THE director of the 2019 film Miss Virginia – now available on US Netflix, for anyone living in America – looks forward to returning to Fermanagh where he has many fond childhood memories.

The son of Lisnaskea natives, R.J. Daniel Hanna (inset) was born in Ontario, Canada but spent a number of his summers as a child in his parent’s home place of Co. Fermanagh.

Currently based in LA, where he has a few film productions in development, he hopes to one day make a film in Northern Ireland.

Speaking to The Impartial Reporter, Daniel explained how he first got into filmmaking.

“I guess I always was a writer, I started writing as a kid, and wrote like a novel,” he said, noting that it took a little time for him to pursue screenwriting and filmmaking as a career choice.

“It was always something I enjoyed as a hobby. I made some films in high school and then in college.

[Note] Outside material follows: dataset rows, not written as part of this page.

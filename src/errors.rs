use thiserror::Error;

/// Application-wide error type - single point of truth
#[derive(Error, Debug)]
pub enum AppError {
    /// File I/O operations
    #[error("I/O error: {0}")]
    Io(#[from] std::io::Error),

    /// CSV processing
    #[error("CSV parsing error: {0}")]
    Csv(#[from] csv::Error),

    /// Configuration issues (paths, output selection, CLI arguments)
    #[error("Configuration error: {0}")]
    Config(String),

    /// Invalid binning parameters (non-positive design capacity, zero bins,
    /// non-positive time step). Always fatal before any computation starts.
    #[error("Invalid binning configuration: {0}")]
    InvalidConfig(String),

    /// Operating-hours metrics were requested but sample spacing is not
    /// uniform within tolerance.
    #[error(
        "Irregular time series: expected {expected_seconds}s spacing, \
         found {found_seconds}s at sample {index}"
    )]
    IrregularTimeSeries {
        expected_seconds: i64,
        found_seconds: i64,
        index: usize,
    },

    /// Invalid row in a load-profile input file
    #[error("Invalid load record at line {line}: {reason}")]
    InvalidRecord { line: usize, reason: String },

    /// Malformed EnergyPlus weather file
    #[error("EPW parsing error: {0}")]
    EpwParse(String),
}

/// Application-wide result type - single point of truth
pub type AppResult<T> = Result<T, AppError>;
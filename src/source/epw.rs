//! EnergyPlus `.epw` weather file reader
//!
//! An EPW file is line-oriented and comma-separated: a LOCATION line, seven
//! further header lines ending with DATA PERIODS, then one record per hour.
//! Only the fields the weather report plots are retained; everything else in
//! a record is ignored.

use super::LoadSeriesSource;
use crate::errors::{AppError, AppResult};
use crate::types::load::{LoadSample, LoadSeries, SeriesMetadata};
use crate::types::weather::{
    EpwLocation, UnitSystem, WeatherRecord, WeatherSeries, WEATHER_FIELDS,
};
use chrono::NaiveDate;
use std::fs::File;
use std::io::{BufRead, BufReader};
use std::path::PathBuf;
use tracing::info;

/// Maximum lines scanned for the end of the header block
const MAX_HEADER_LINES: usize = 30;

/// Minimum comma-separated fields in an hourly record (through wind speed)
const MIN_RECORD_FIELDS: usize = 22;

/// `.epw` weather file reader
pub struct EpwReader {
    path: PathBuf,
}

impl EpwReader {
    pub fn new(path: impl Into<PathBuf>) -> Self {
        Self { path: path.into() }
    }

    /// Read the full weather series (SI units, as stored in the file)
    pub fn read(&self) -> AppResult<WeatherSeries> {
        let file = File::open(&self.path)?;
        let reader = BufReader::new(file);
        let mut lines = reader.lines().enumerate();

        let (_, first_line) = lines
            .next()
            .ok_or_else(|| AppError::EpwParse("file is empty".to_string()))?;
        let location = Self::parse_location(&first_line?)?;

        // Skip the remaining header lines; DATA PERIODS is the last of them
        let mut found_data_periods = false;
        for (line_no, line) in lines.by_ref() {
            let line = line?;
            if line.to_ascii_uppercase().starts_with("DATA PERIODS") {
                found_data_periods = true;
                break;
            }
            if line_no >= MAX_HEADER_LINES {
                break;
            }
        }
        if !found_data_periods {
            return Err(AppError::EpwParse(
                "missing DATA PERIODS header line".to_string(),
            ));
        }

        let mut records = Vec::new();
        for (line_no, line) in lines {
            let line = line?;
            if line.trim().is_empty() {
                continue;
            }
            records.push(Self::parse_record(&line, line_no + 1)?);
        }

        info!(
            "Read {} hourly records for {} from {}",
            records.len(),
            location.city,
            self.path.display()
        );

        Ok(WeatherSeries {
            location,
            units: UnitSystem::Si,
            records,
        })
    }

    /// Parse the LOCATION header line
    ///
    /// `LOCATION,city,state,country,source,WMO,lat,lon,tz,elevation`
    fn parse_location(line: &str) -> AppResult<EpwLocation> {
        let fields: Vec<&str> = line.split(',').collect();
        if fields.is_empty() || !fields[0].eq_ignore_ascii_case("LOCATION") {
            return Err(AppError::EpwParse(format!(
                "expected LOCATION header, found '{}'",
                fields.first().unwrap_or(&"")
            )));
        }
        if fields.len() < 10 {
            return Err(AppError::EpwParse(format!(
                "LOCATION header has {} fields, expected 10",
                fields.len()
            )));
        }

        Ok(EpwLocation {
            city: fields[1].trim().to_string(),
            state_province: fields[2].trim().to_string(),
            country: fields[3].trim().to_string(),
            latitude: Self::parse_f64(fields[6], "latitude", 1)?,
            longitude: Self::parse_f64(fields[7], "longitude", 1)?,
            time_zone: Self::parse_f64(fields[8], "time zone", 1)?,
            elevation_m: Self::parse_f64(fields[9], "elevation", 1)?,
        })
    }

    /// Parse one hourly record line
    fn parse_record(line: &str, line_no: usize) -> AppResult<WeatherRecord> {
        let fields: Vec<&str> = line.split(',').collect();
        if fields.len() < MIN_RECORD_FIELDS {
            return Err(AppError::EpwParse(format!(
                "line {}: record has {} fields, expected at least {}",
                line_no,
                fields.len(),
                MIN_RECORD_FIELDS
            )));
        }

        let year = Self::parse_f64(fields[0], "year", line_no)? as i32;
        let month = Self::parse_f64(fields[1], "month", line_no)? as u32;
        let day = Self::parse_f64(fields[2], "day", line_no)? as u32;
        let hour = Self::parse_f64(fields[3], "hour", line_no)? as u32;

        // EPW hours are 1-24 and mark the end of the observation hour
        if !(1..=24).contains(&hour) {
            return Err(AppError::EpwParse(format!(
                "line {}: hour {} outside 1-24",
                line_no, hour
            )));
        }
        let timestamp = NaiveDate::from_ymd_opt(year, month, day)
            .ok_or_else(|| {
                AppError::EpwParse(format!(
                    "line {}: invalid date {}-{}-{}",
                    line_no, year, month, day
                ))
            })?
            .and_hms_opt(hour - 1, 0, 0)
            .ok_or_else(|| AppError::EpwParse(format!("line {}: invalid hour {}", line_no, hour)))?;

        Ok(WeatherRecord {
            timestamp,
            dry_bulb: Self::parse_f64(fields[6], "dry bulb", line_no)?,
            dew_point: Self::parse_f64(fields[7], "dew point", line_no)?,
            relative_humidity: Self::parse_f64(fields[8], "relative humidity", line_no)?,
            atmospheric_pressure: Self::parse_f64(fields[9], "pressure", line_no)?,
            global_horizontal_radiation: Self::parse_f64(fields[13], "global radiation", line_no)?,
            direct_normal_radiation: Self::parse_f64(fields[14], "direct radiation", line_no)?,
            diffuse_horizontal_radiation: Self::parse_f64(
                fields[15],
                "diffuse radiation",
                line_no,
            )?,
            wind_direction: Self::parse_f64(fields[20], "wind direction", line_no)?,
            wind_speed: Self::parse_f64(fields[21], "wind speed", line_no)?,
        })
    }

    fn parse_f64(raw: &str, name: &str, line_no: usize) -> AppResult<f64> {
        raw.trim().parse::<f64>().map_err(|_| {
            AppError::EpwParse(format!(
                "line {}: unparseable {} value '{}'",
                line_no, name, raw
            ))
        })
    }
}

/// A weather-file field exposed as a load series for binning
///
/// Lets the distribution binner run over any numeric EPW column (e.g. a
/// radiation field against a design irradiance) without the binner knowing
/// about weather files.
pub struct EpwFieldSource {
    reader: EpwReader,
    field: String,
    metadata: SeriesMetadata,
}

impl EpwFieldSource {
    pub fn new(path: impl Into<PathBuf>, field: &str, metadata: SeriesMetadata) -> Self {
        Self {
            reader: EpwReader::new(path),
            field: field.to_string(),
            metadata,
        }
    }
}

impl LoadSeriesSource for EpwFieldSource {
    fn load_series(&self) -> AppResult<LoadSeries> {
        if !WEATHER_FIELDS.contains(&self.field.as_str()) {
            return Err(AppError::Config(format!(
                "unknown weather field '{}'; available: {}",
                self.field,
                WEATHER_FIELDS.join(", ")
            )));
        }

        let series = self.reader.read()?;
        let mut samples = Vec::with_capacity(series.len());
        for record in &series.records {
            let value = record.field(&self.field).ok_or_else(|| {
                AppError::Config(format!("weather field '{}' not available", self.field))
            })?;
            samples.push(LoadSample::at(record.timestamp, value));
        }

        Ok(LoadSeries {
            metadata: self.metadata.clone(),
            samples,
        })
    }
}
//! Mathematical utility functions for statistical analysis
//!
//! This module provides standardised percentage and rounding utilities
//! with proper zero-division handling for use across the analysis module.

/// Calculate percentage safely for f64 values, returning 0.0 if the total
/// is zero or negative.
///
/// # Arguments
/// * `part` - The numerator (portion of the total)
/// * `total` - The denominator (total value)
///
/// # Returns
/// Percentage as a float, or 0.0 when the total carries no magnitude.
///
/// # Examples
/// ```
/// use heat_load_analyser::utils::math::safe_percentage;
///
/// assert_eq!(safe_percentage(50.0, 100.0), 50.0);
/// assert_eq!(safe_percentage(1.0, 4.0), 25.0);
/// assert_eq!(safe_percentage(0.0, 100.0), 0.0);
/// assert_eq!(safe_percentage(50.0, 0.0), 0.0);  // Zero-division guard
/// ```
#[inline]
pub fn safe_percentage(part: f64, total: f64) -> f64 {
    if total <= 0.0 {
        0.0
    } else {
        (part / total) * 100.0
    }
}

/// Round to two decimal places, the precision the intensity figures use.
///
/// # Examples
/// ```
/// use heat_load_analyser::utils::math::round2;
///
/// assert_eq!(round2(1.006), 1.01);
/// assert_eq!(round2(33.3333), 33.33);
/// assert_eq!(round2(-0.125), -0.13);
/// ```
#[inline]
pub fn round2(value: f64) -> f64 {
    (value * 100.0).round() / 100.0
}

#[cfg(test)]
mod tests {
    use super::*;

    #[test]
    fn test_safe_percentage_normal() {
        assert_eq!(safe_percentage(50.0, 100.0), 50.0);
        assert_eq!(safe_percentage(25.0, 100.0), 25.0);
        assert_eq!(safe_percentage(3.0, 4.0), 75.0);
    }

    #[test]
    fn test_safe_percentage_zero_total() {
        assert_eq!(safe_percentage(50.0, 0.0), 0.0);
        assert_eq!(safe_percentage(0.0, 0.0), 0.0);
    }

    #[test]
    fn test_safe_percentage_negative_total() {
        // A negative grand total means the series is all anomalies; there is
        // no meaningful normalisation base.
        assert_eq!(safe_percentage(10.0, -5.0), 0.0);
    }

    #[test]
    fn test_safe_percentage_full() {
        assert_eq!(safe_percentage(100.0, 100.0), 100.0);
        assert_eq!(safe_percentage(5000.0, 5000.0), 100.0);
    }

    #[test]
    fn test_round2() {
        assert_eq!(round2(12.344), 12.34);
        assert_eq!(round2(12.346), 12.35);
        assert_eq!(round2(0.0), 0.0);
    }
}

“At a certain point, I was sitting Economics and Finance and just decided I couldn’t really do that any more, and wanted to dive all-in to film,” said Daniel, who at that point applied to the University of Southern California’s (USC) Masters programme in Los Angeles at the age of 21.

From graduating, Daniel has been developing his career in the LA film industry, working as an editor, making shorts and writing scripts.

“Eventually, I got asked to read a script for a feature, Miss Virginia. I was just supposed to give notes and work with the writer, giving feedback and my perspective on it so that they could do a rewrite,” he explained.

“From there, they asked if I wanted to pitch to direct, and I gave my take and they hired me on to that movie,” said Daniel, adding: “I was working with them then for a couple of years, on the process of the rewrite, then shooting the movie and editing it, all that stuff, and that kind of brings me to where I am now, working towards getting my second movie off the ground.”

Directed by Daniel, Miss Virginia is a drama telling the story of a struggling inner-city mother who sacrifices everything to give her son a good education.

Unwilling to allow her son to stay in a dangerous school, she launches a movement that could save his future – and that of thousands like him.

Currently streaming on Netflix, the film stars Matthew Modine, Vanessa Williams and Adina Porter.

When asked what it means to have his film showcased on Netflix, Daniel said: “It’s great because it means that obviously people can see it really easily. It’s sort of a legitimising thing.

“In the independent [film] world, a lot of movies don’t get seen very much or don’t get a platform, and so getting on to Netflix is definitely a big milestone for me.”

Following the success of Miss Virginia, Daniel is currently working on several different film projects.

“That’s how it always goes in the film industry – you have to keep a lot of irons in the fire. I have a project that is similar to Miss Virginia that I’m working with a producer and co-writer friend of mine on, and he’s in the process of raising the financing,” said Daniel.

Going on to explain the concept, he said: “It’s a movie based on a true story about a coach at a youth reform school, like a juvenile detention alternative, who takes the kids on a cross-country cycling trip.

“It’s sort of a story about him coming to terms with his past and his demons, while also these boys are learning how to set a goal and achieve it; they are both kind of learning and growing along the way. So that’s more of a ‘true-life inspiring, social issue’ kind of film.

“I’m also working on a horror film that’s written. It explores internet dating through a supernatural lens. It’s kind of a more fun, twisty scary story,” he explained.

With the Northern Ireland film industry continuing to grow, The Impartial Reporter asked Daniel if he had any plans to make a film in the home country of his parents.

He said: “Yeah, absolutely. I guess I actually did start working on a project, but it got slightly pushed back.

“I started working on a project in the last few months that is set in Northern Ireland that has a supernatural take or a family’s ghost story during the famine, and that came from wanting to do something about Ireland, and I kept coming back to that while I was exploring other stories.

“Rather than doing a contemporary story, I wanted to do something set in the past, first. There’re several things I’d actually love to do there [in Northern Ireland,” said Daniel.

Going on to talk about his love of Fermanagh, he told this newspaper: “I still have a lot of family there; both my grandmas are still there, and I have many aunts and uncles in the area.

“As a kid, we’d go back every two or three years in the Summer and spend eight or ten weeks there [in Fremanagh]; the whole Summer.

“For me, it was always an amazing time and a place that was both home, and also very different from home.

“I love the area, and can’t wait to go back and be there for a bit again,” he said.